On Wed, 10 Aug 2011 13:22:01 +0200, sean finney wrote:
On Wed, Aug 10, 2011 at 01:39:37AM -0400, Julien Vehent wrote:
On Wed, 10 Aug 2011 01:35:27 -0400, JP Vossen wrote:
>Last night at PLUG N we were talking about running the same command
>on a bunch of servers.  Here is some follow-up for that.
>
>I was thinking of "multixterm", which seems to be part of the
>expect-dev (possibly just expect on some distros), but the references
>on the NIST site seem otherwise dead. [1]
>
>Then there is "Execute commands simultaneously on multiple servers
>Using PSSH/Cluster SSH/Multixterm" [2] and "Parallel SSH execution
>and
>a single shell to control them all" [3].
>
>There's this non-Interactive one:
>http://www.stearns.org/fanout/    Run non-interactive commands on
>remote machines simultaneously
>
>And of course, CFEngine [4], Puppet [5] and chef [6] and a comparison
>of a bunch of config management tools [7], but these are all more
>heavy duty than the original topic.
>
>I haven't really used any of them, but from my brief survey, PSSH
>sounds the most interesting since it includes (scriptable) pssh,
>pscp,
>prsync, and pnuke.  http://code.google.com/p/parallel-ssh/
>
>If anyone (Kevin?) dives into these, let us know how it works out.
>
I have not used pssh yet, it's in the todo list, but I have
experimented a bit with classic SSH and SUDO to automate user
creation on multiple servers.

So when you create one user, it goes out to multiple hosts to create
the same user/homedir locally on each of them? That sounds like a pretty
bad starting design.

I'm assuming there's some kind of limitation as to why you couldn't use something like LDAP (or even NIS, yucky as it is), and that maybe you need the users to be local for some reason... but even so, what if one of the hosts is down, has a full disk, etc? I see it as a pretty big risk to
keep the user lists consistant with such an approach, and it doesn't
scale very well either.

A better approach might be to have each server periodically poll a
reference server (or file), sync it over, and take whatever actions
are necessary to fix the missing accounts.  But then you're about 30%
of the way to having a configuration management system, and you might
as well consider something like cfengine or puppet, where this would
be one of the many, many ways your life was made easier :)

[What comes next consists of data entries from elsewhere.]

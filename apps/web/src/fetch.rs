use renewables_core::{FetchError, Project};
use wasm_bindgen::{JsCast, JsValue};
use wasm_bindgen_futures::JsFuture;
use web_sys::{Request, RequestInit, RequestMode, Response};

/// GETs the projects endpoint through the browser's fetch API.
pub async fn fetch_projects(url: &str) -> Result<Vec<Project>, FetchError> {
    let window =
        web_sys::window().ok_or_else(|| FetchError::Transport("no browser window".into()))?;

    let opts = RequestInit::new();
    opts.set_method("GET");
    opts.set_mode(RequestMode::Cors);

    let request = Request::new_with_str_and_init(url, &opts).map_err(transport)?;
    let value = JsFuture::from(window.fetch_with_request(&request))
        .await
        .map_err(transport)?;
    let response: Response = value.dyn_into().map_err(transport)?;

    if !response.ok() {
        let reason = response.status_text();
        return Err(FetchError::Status {
            code: response.status(),
            reason: if reason.is_empty() {
                "Unknown Status".to_string()
            } else {
                reason
            },
        });
    }

    let body = JsFuture::from(response.json().map_err(transport)?)
        .await
        .map_err(|value| FetchError::Malformed(describe(&value)))?;

    serde_wasm_bindgen::from_value::<Vec<Project>>(body)
        .map_err(|e| FetchError::Malformed(e.to_string()))
}

fn transport(value: JsValue) -> FetchError {
    FetchError::Transport(describe(&value))
}

fn describe(value: &JsValue) -> String {
    value.as_string().unwrap_or_else(|| format!("{value:?}"))
}
use crate::app::App;
use ratatui::layout::{Alignment, Rect};
use ratatui::style::{Color, Modifier, Style};
use ratatui::text::{Line as TextLine, Span};
use ratatui::widgets::{Block, Borders, Paragraph, Wrap};
use ratatui::Frame;
use throbber_widgets_tui::Throbber;

pub fn render_status(app: &App, f: &mut Frame<'_>, area: Rect) {
    let line = if let Some(error) = app.store.error() {
        error_line(error, !app.store.projects().is_empty())
    } else if app.store.loading() {
        let throbber = Throbber::default()
            .style(Style::default().fg(Color::Cyan))
            .throbber_set(throbber_widgets_tui::BRAILLE_SIX);
        TextLine::from(vec![
            throbber.to_symbol_span(&app.throbber_state),
            Span::styled(" Loading projects...", Style::default().fg(Color::Cyan)),
        ])
    } else {
        TextLine::from(Span::styled(
            summary(app),
            Style::default().fg(Color::Green),
        ))
    };

    let paragraph = Paragraph::new(line)
        .block(
            Block::default()
                .title("Status")
                .borders(Borders::ALL)
                .border_style(Style::default().fg(Color::Gray)),
        )
        .alignment(Alignment::Left)
        .wrap(Wrap { trim: true });

    f.render_widget(paragraph, area);
}

fn error_line(error: &str, has_stale_data: bool) -> TextLine<'static> {
    let mut spans = vec![Span::styled(
        format!("Error: {error}"),
        Style::default().fg(Color::Red).add_modifier(Modifier::BOLD),
    )];
    if has_stale_data {
        spans.push(Span::styled(
            "  (showing last loaded projects, press r to retry)",
            Style::default().fg(Color::Gray),
        ));
    } else {
        spans.push(Span::styled(
            "  (press r to retry)",
            Style::default().fg(Color::Gray),
        ));
    }
    TextLine::from(spans)
}

fn summary(app: &App) -> String {
    let total = app.store.projects().len();
    let counts = app
        .store
        .counts_by_type()
        .into_iter()
        .map(|(kind, count)| format!("{kind} {count}"))
        .collect::<Vec<_>>()
        .join(", ");

    let mut text = if total == 0 {
        "No projects".to_string()
    } else {
        format!("{total} projects ({counts})")
    };

    if let Some(updated) = app.last_updated {
        text.push_str(&format!("  | updated {}", updated.format("%H:%M:%S")));
    }
    text
}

Creating a user was just an excuse to experiment with the script. I don't need many users on those server, just 4 or 5, and I needed to add one, so I scripted it for the fun.

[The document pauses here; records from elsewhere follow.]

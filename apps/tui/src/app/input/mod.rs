pub(crate) mod helpers;
pub mod screens;

use crate::app::state::App;
use crossterm::event::KeyCode;

pub fn handle_input(app: &mut App, key: KeyCode) {
    screens::dispatch_input(app, key);
}
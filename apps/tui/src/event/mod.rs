mod loop_handler;

pub use loop_handler::{run, run_headless};
// Export our modules for use in the binary and tests
pub mod app;
pub mod cli;
pub mod config;
pub mod event;
pub mod logging;
pub mod terminal;
pub mod ui;

pub use app::{App, FetchCoordinator, HttpProjectSource, ProjectSource};
pub use config::AppConfig;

It took me some time to deal with sudo asking for a password, but I
reached a somewhat acceptable solution. By the way, if someone knows
of an ssh-agent-like sudo agent, that could transport my sudo
session from a machine to another, I'd love to hear about it.

how about just having a well-restricted NOPASSWD line in /etc/sudoers?

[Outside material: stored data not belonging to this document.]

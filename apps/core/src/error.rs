/// Rejected inputs at the store boundary. State is never touched when one
/// of these is returned.
#[derive(Debug, Clone, PartialEq, Eq, thiserror::Error)]
pub enum StoreError {
    #[error("invalid view mode: {0:?} (expected \"map\" or \"list\")")]
    InvalidViewMode(String),
    #[error("invalid project type: {0:?} (expected solar, wind or hydroelectric)")]
    InvalidProjectType(String),
}

/// Every way a project load can fail. The `Display` text is what ends up in
/// the store's `error` field.
#[derive(Debug, Clone, PartialEq, Eq, thiserror::Error)]
pub enum FetchError {
    #[error("network error: {0}")]
    Transport(String),
    #[error("server responded {code} {reason}")]
    Status { code: u16, reason: String },
    #[error("malformed response: {0}")]
    Malformed(String),
}

impl From<serde_json::Error> for FetchError {
    fn from(error: serde_json::Error) -> Self {
        Self::Malformed(error.to_string())
    }
}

	%people_who_can_adduser	ALL=(ALL) /path/to/your/adduser/command

no need for extra complication if it's not entirely necessary...


That's fine for recurring tasks, but what if you want to launch any root command in a secure manner on your entire environment ? I cannot list in advance what type of command I will have to launch, and I do not want a list of 50 commands with NOPASSWD. Yet again, creating a user was just for the experiment. Most likely, I will have to edit files on all of those servers at once more than creating users.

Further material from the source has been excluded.